__Dataset entries__
************

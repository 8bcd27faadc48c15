//! Web server module.

mod auth;
mod handlers;

pub use auth::{create_access_token, verify_credentials};

use crate::config::Settings;
use crate::db::{DbError, Store};
use crate::probe::TraceError;
use crate::registry::{Registry, RegistryError};

use axum::{
    extract::rejection::JsonRejection,
    extract::{DefaultBodyLimit, FromRequest, Request},
    http::{HeaderValue, StatusCode},
    middleware,
    response::{IntoResponse, Json, Response},
    routing::{get, patch, post},
    Router,
};
use serde_json::json;
use std::net::SocketAddr;
use std::sync::Arc;
use thiserror::Error;
use tower_http::cors::{Any, CorsLayer};

/// Application state shared across handlers.
#[derive(Clone)]
pub struct AppState {
    pub settings: Arc<Settings>,
    pub store: Arc<Store>,
    pub registry: Arc<Registry>,
}

/// User-facing error with the HTTP status taxonomy.
///
/// Every variant renders as `{"detail": "<message>"}`; messages never carry
/// internals beyond what the client may see.
#[derive(Error, Debug)]
pub enum ApiError {
    #[error("{0}")]
    Unauthenticated(String),
    #[error("{0}")]
    NotFound(String),
    #[error("{0}")]
    BadRequest(String),
    #[error("{0}")]
    Unavailable(String),
    #[error("{0}")]
    Internal(String),
}

impl ApiError {
    fn status(&self) -> StatusCode {
        match self {
            ApiError::Unauthenticated(_) => StatusCode::UNAUTHORIZED,
            ApiError::NotFound(_) => StatusCode::NOT_FOUND,
            ApiError::BadRequest(_) => StatusCode::BAD_REQUEST,
            ApiError::Unavailable(_) => StatusCode::SERVICE_UNAVAILABLE,
            ApiError::Internal(_) => StatusCode::INTERNAL_SERVER_ERROR,
        }
    }
}

impl IntoResponse for ApiError {
    fn into_response(self) -> Response {
        (self.status(), Json(json!({ "detail": self.to_string() }))).into_response()
    }
}

impl From<RegistryError> for ApiError {
    fn from(e: RegistryError) -> Self {
        match e {
            RegistryError::NotFound => ApiError::NotFound("Target not found".to_string()),
            RegistryError::DuplicateTarget
            | RegistryError::InvalidIp
            | RegistryError::InvalidFrequency => ApiError::BadRequest(e.to_string()),
            RegistryError::Store(db) => db.into(),
        }
    }
}

impl From<DbError> for ApiError {
    fn from(e: DbError) -> Self {
        match e {
            DbError::NotFound => ApiError::NotFound("Target not found".to_string()),
            DbError::Duplicate => ApiError::BadRequest("IP already monitored".to_string()),
            DbError::Sqlite(e) => {
                tracing::error!("Store error surfaced to API: {}", e);
                ApiError::Unavailable("Storage temporarily unavailable".to_string())
            }
            DbError::Migration(e) => {
                tracing::error!("Migration error surfaced to API: {}", e);
                ApiError::Internal("Internal server error".to_string())
            }
        }
    }
}

impl From<TraceError> for ApiError {
    fn from(e: TraceError) -> Self {
        ApiError::Unavailable(e.to_string())
    }
}

/// JSON body extractor whose rejections stay inside the error envelope.
///
/// Axum's stock `Json` rejection answers with plain text and its own status
/// codes; a malformed or incomplete body must instead surface as a 400 with
/// the `{"detail": ...}` shape like every other user-facing error.
pub struct ApiJson<T>(pub T);

impl<S, T> FromRequest<S> for ApiJson<T>
where
    Json<T>: FromRequest<S, Rejection = JsonRejection>,
    S: Send + Sync,
{
    type Rejection = ApiError;

    async fn from_request(req: Request, state: &S) -> Result<Self, Self::Rejection> {
        match Json::<T>::from_request(req, state).await {
            Ok(Json(value)) => Ok(ApiJson(value)),
            Err(rejection) => Err(ApiError::BadRequest(rejection.body_text())),
        }
    }
}

/// Web server for PingMeDaddy.
pub struct Server {
    state: AppState,
}

impl Server {
    /// Create a new server with the given collaborators.
    pub fn new(settings: Arc<Settings>, store: Arc<Store>, registry: Arc<Registry>) -> Self {
        Self {
            state: AppState {
                settings,
                store,
                registry,
            },
        }
    }

    /// Build the router with all routes.
    fn routes(&self) -> Router {
        // Everything under /targets requires a bearer token.
        let protected = Router::new()
            .route(
                "/targets/",
                get(handlers::handle_list_targets).post(handlers::handle_create_target),
            )
            .route(
                "/targets/{id}",
                patch(handlers::handle_update_target).delete(handlers::handle_delete_target),
            )
            .route("/targets/{id}/pause", post(handlers::handle_pause_target))
            .route("/targets/{id}/resume", post(handlers::handle_resume_target))
            .route("/targets/{id}/logs", get(handlers::handle_get_logs))
            .route("/targets/{id}/logs/export", get(handlers::handle_export_logs))
            .route("/targets/{id}/events", get(handlers::handle_get_events))
            .route("/targets/{id}/insights", get(handlers::handle_get_insights))
            .route("/targets/{id}/traceroute", post(handlers::handle_traceroute))
            .route_layer(middleware::from_fn_with_state(
                self.state.clone(),
                auth::require_auth,
            ));

        Router::new()
            .route("/auth/login", post(auth::handle_login))
            .merge(protected)
            .layer(cors_layer(&self.state.settings))
            .layer(DefaultBodyLimit::max(1024 * 1024)) // 1MB
            .with_state(self.state.clone())
    }

    /// Serve until the shutdown signal resolves.
    pub async fn start(
        &self,
        shutdown: impl std::future::Future<Output = ()> + Send + 'static,
    ) -> Result<(), Box<dyn std::error::Error + Send + Sync>> {
        let addr = SocketAddr::from(([0, 0, 0, 0], self.state.settings.app_port));
        let router = self.routes();

        tracing::info!("Web server listening on {}", addr);

        let listener = tokio::net::TcpListener::bind(addr).await?;
        axum::serve(listener, router)
            .with_graceful_shutdown(shutdown)
            .await?;

        Ok(())
    }
}

fn cors_layer(settings: &Settings) -> CorsLayer {
    if settings.cors_origins.iter().any(|o| o == "*") {
        return CorsLayer::new()
            .allow_origin(Any)
            .allow_methods(Any)
            .allow_headers(Any);
    }

    let origins: Vec<HeaderValue> = settings
        .cors_origins
        .iter()
        .filter_map(|o| o.parse().ok())
        .collect();
    CorsLayer::new()
        .allow_origin(origins)
        .allow_methods(Any)
        .allow_headers(Any)
}
//! SQLite store implementation.
//!
//! Owns the raw sample log, the minute/hour roll-up tables, target rows and
//! the lifecycle event log. Roll-up is recomputed SQL-side over a caller-given
//! source window, so out-of-order inserts (seeding, CSV re-ingest) converge to
//! the same aggregate rows.

use chrono::{DateTime, NaiveDateTime, Utc};
use rusqlite::{params, Connection, Result as SqlResult};
use std::path::Path;
use std::sync::{Arc, Mutex};
use thiserror::Error;

use super::models::*;

/// Database error types.
#[derive(Error, Debug)]
pub enum DbError {
    #[error("SQLite error: {0}")]
    Sqlite(#[from] rusqlite::Error),
    #[error("Migration error: {0}")]
    Migration(String),
    #[error("IP already monitored")]
    Duplicate,
    #[error("Not found")]
    NotFound,
}

/// Timestamp format used for sample rows. Fixed-width fractional seconds keep
/// text comparison equivalent to chronological comparison.
const SAMPLE_TIME_FORMAT: &str = "%Y-%m-%d %H:%M:%S%.9f";
/// Bucket columns hold whole seconds (the output format of SQLite `datetime()`).
const BUCKET_TIME_FORMAT: &str = "%Y-%m-%d %H:%M:%S";

/// Thread-safe database store.
#[derive(Clone)]
pub struct Store {
    conn: Arc<Mutex<Connection>>,
}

************

__Task__
Copy every line from the entries that contains the word "DbError".

__Result for this exercise__
use crate::db::{DbError, Store};
impl From<DbError> for ApiError {
    fn from(e: DbError) -> Self {
            DbError::NotFound => ApiError::NotFound("Target not found".to_string()),
            DbError::Duplicate => ApiError::BadRequest("IP already monitored".to_string()),
            DbError::Sqlite(e) => {
            DbError::Migration(e) => {
pub enum DbError {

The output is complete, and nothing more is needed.